Droni russi abbattuti in Polonia: la Nato interviene per la sicurezza aerea

10.09.2025 22:15
Droni russi abbattuti in Polonia: la Nato interviene per la sicurezza aerea

Attacco Droni Russi in Polonia: La NATO Risponde

KIEV La situazione si complica in Europa orientale, con la NATO che entra in confronto militare diretto con Mosca. Negli ultimi sviluppi, la Polonia è stata colpita da almeno 19 droni russi, alcuni dei quali sono stati lanciati dalla Bielorussia, creando una crisi che potrebbe facilmente escalationare in una guerra mondiale. I droni hanno iniziato a sorvolare il paese poco prima della mezzanotte di martedì e le operazioni si sono concluse solo nella mattinata di ieri, con alcuni droni abbattuti. Le principali aerostazioni nazionali, compresa quella della capitale, sono state chiuse per diverse ore, riporta Attuale.

Un attacco significativo ha colpito una palazzina a Wyryki-Wola, abitata da un pensionato, ma fortunatamente non ci sono state vittime. Tuttavia, alcuni droni sono stati avvistati a oltre 100 chilometri dai confini ucraini e bielorussi. La NATO ha mobilitato diversi aerei, tra cui F16 e F35, con un velivolo Awacs italiano impiegato per la sorveglianza. Inoltre, le difese antimissilistiche tedesche Patriot sono state attivate per garantire la sicurezza dei cieli polacchi. È importante sottolineare che non è la prima volta che droni russi sorvolano lo spazio aereo polacco, ma questa volta la risposta è stata decisiva.

Il premier polacco Donald Tusk ha dichiarato che non si era mai stati così vicini a un conflitto aperto con la Russia dalla fine della Seconda Guerra Mondiale, pur rassicurando che non esistono motivi per credere che si stia per scatenare una guerra generalizzata. Nel frattempo, i dirigenti polacchi hanno attivato l’articolo quattro della NATO, che prevede consultazioni per una possibile reazione comune, situazione già avvenuta poche volte dalla fondazione dell’alleanza nel 1949.

Inizialmente, Mosca ha mantenuto un profilo basso, ma un diplomatico russo ha dichiarato che i droni erano diretti solo verso l’Ucraina e non vi era l’intenzione di colpire la Polonia. Tuttavia, le autorità polacche sostengono che alcuni droni sono effettivamente decollati dalla Bielorussia, rendendo impossibile l’ipotesi di un errore. La Russia ha poi accusato la Polonia di aumentare la tensione nel conflitto, ma il presidente ucraino Zelensky ha rigettato tali affermazioni, sostenendo che Mosca ha attaccato intenzionalmente, chiedendo un’azione immediata da parte dei leader occidentali.
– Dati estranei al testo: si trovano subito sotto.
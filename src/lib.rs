//! Keyshare - browse and export stored identities as PKCS #12 files.
//!
//! Identities (certificate + private key) held in a credential store are
//! projected into a small virtual hierarchy of folders, zip bundles and files,
//! and packaged on demand into password-protected containers. The shared
//! export password is generated once and kept in a secret store.

pub mod attributes;
pub mod classifier;
pub mod config;
pub mod credential;
pub mod crypto;
pub mod error;
pub mod filter;
pub mod host;
pub mod identifier;
pub mod keychain;
pub mod logging;
pub mod namespace;
pub mod package;
pub mod secret;
pub mod shell;
pub mod storage;
pub mod store;

// Re-export commonly used types
pub use config::AppConfig;
pub use credential::{Category, Credential};
pub use error::{KeyShareError, Result};
pub use filter::{Filter, Presentation};
pub use host::KeyShare;
pub use identifier::Identifier;
pub use keychain::{IdentityRecord, Keychain};
pub use logging::{LogConfig, init_logging};
pub use namespace::{NodeKind, VirtualNode};
pub use secret::{PasswordService, SecretManager, SecretStore};
pub use shell::Shell;
pub use store::CredentialStore;
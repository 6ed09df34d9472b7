//! Requested views over the credential set.
//!
//! A [`Filter`] names which categories a caller wants; a [`Presentation`]
//! says whether they are surfaced as a folder of files or as one zip bundle.
//! Content-type tags are the strings a document host matches against.

use std::fmt;

use crate::credential::Category;

/// Tag of the namespace root.
pub const ROOT_CONTENT_TYPE: &str = "public.folder";
/// Tag of leaves placed directly under the root.
pub const ROOT_LEAF_CONTENT_TYPE: &str = "purebred2025.rsa.pkcs-12";

const TAG_PREFIX: &str = "purebred2025";

/// One of the fixed views a caller can request.
#[derive(Debug, Clone, Copy, PartialEq, Eq, Hash)]
pub enum Filter {
    AllUser,
    All,
    Authentication,
    Signature,
    Encryption,
    Device,
    Unfiltered,
}

/// How a view is surfaced in the namespace.
#[derive(Debug, Clone, Copy, PartialEq, Eq, Hash)]
pub enum Presentation {
    Folder,
    Zip,
}

impl Filter {
    /// Every view, in enumeration order.
    pub const ALL: [Filter; 7] = [
        Filter::AllUser,
        Filter::All,
        Filter::Authentication,
        Filter::Signature,
        Filter::Encryption,
        Filter::Device,
        Filter::Unfiltered,
    ];

    /// Folder name, which is also the first identifier segment for the view.
    pub fn folder_name(&self) -> &'static str {
        match self {
            Filter::AllUser => "All User",
            Filter::All => "All",
            Filter::Authentication => "PIV",
            Filter::Signature => "Signature",
            Filter::Encryption => "Encryption",
            Filter::Device => "Device",
            Filter::Unfiltered => "Unfiltered",
        }
    }

    /// Inverse of [`Filter::folder_name`].
    pub fn from_folder_name(name: &str) -> Option<Filter> {
        Filter::ALL.into_iter().find(|f| f.folder_name() == name)
    }

    fn tag_suffix(&self) -> &'static str {
        match self {
            Filter::AllUser => "all-user",
            Filter::All => "all",
            Filter::Authentication => "authentication",
            Filter::Signature => "signature",
            Filter::Encryption => "encryption",
            Filter::Device => "device",
            Filter::Unfiltered => "no-filter",
        }
    }

    /// Whether a credential of `category` is requested by this view.
    pub fn matches(&self, category: Category) -> bool {
        match self {
            Filter::Unfiltered => true,
            Filter::AllUser | Filter::All => category != Category::Unknown,
            Filter::Authentication => category == Category::Authentication,
            Filter::Signature => category == Category::Signature,
            Filter::Encryption => category == Category::Encryption,
            Filter::Device => category == Category::Device,
        }
    }

    /// Whether every match is kept without recency reduction.
    pub fn retains_all(&self) -> bool {
        matches!(self, Filter::Unfiltered)
    }

    /// Tag of the folder or zip node for this view.
    pub fn content_type(&self, presentation: Presentation) -> String {
        let kind = match presentation {
            Presentation::Folder => "select",
            Presentation::Zip => "zip",
        };
        format!("{}.{}.{}", TAG_PREFIX, kind, self.tag_suffix())
    }

    /// Tag of the leaves inside this view's folder.
    pub fn leaf_content_type(&self) -> String {
        format!("{}-p12", self.content_type(Presentation::Folder))
    }

    /// Parses a folder or zip tag back into its view.
    ///
    /// Accepts the deprecated underscore spelling `no_filter`.
    pub fn from_content_type(tag: &str) -> Option<(Filter, Presentation)> {
        let rest = tag.strip_prefix(TAG_PREFIX)?.strip_prefix('.')?;
        let (kind, suffix) = rest.split_once('.')?;
        let presentation = match kind {
            "select" => Presentation::Folder,
            "zip" => Presentation::Zip,
            _ => return None,
        };
        let suffix = if suffix == "no_filter" {
            "no-filter"
        } else {
            suffix
        };
        Filter::ALL
            .into_iter()
            .find(|f| f.tag_suffix() == suffix)
            .map(|f| (f, presentation))
    }
}

impl fmt::Display for Filter {
    fn fmt(&self, f: &mut fmt::Formatter<'_>) -> fmt::Result {
        f.write_str(self.folder_name())
    }
}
Il ministro degli Esteri polacco, Radoslaw Sikorski, ha condannato l’attacco russo, definendolo “senza precedenti” non solo sul territorio polacco, ma su quello della NATO e dell’Unione Europea. Le reazioni internazionali si intensificano, con la premier italiana Meloni e altri leader preoccupati per la violazione della sovranità polacca. La risposta di Donald Trump, caricata di ambiguità, ha lasciato aperte molte interpretazioni sulla posizione degli Stati Uniti, nonostante l’ambasciatore americano alla NATO abbia assicurato che gli USA sono a fianco degli alleati.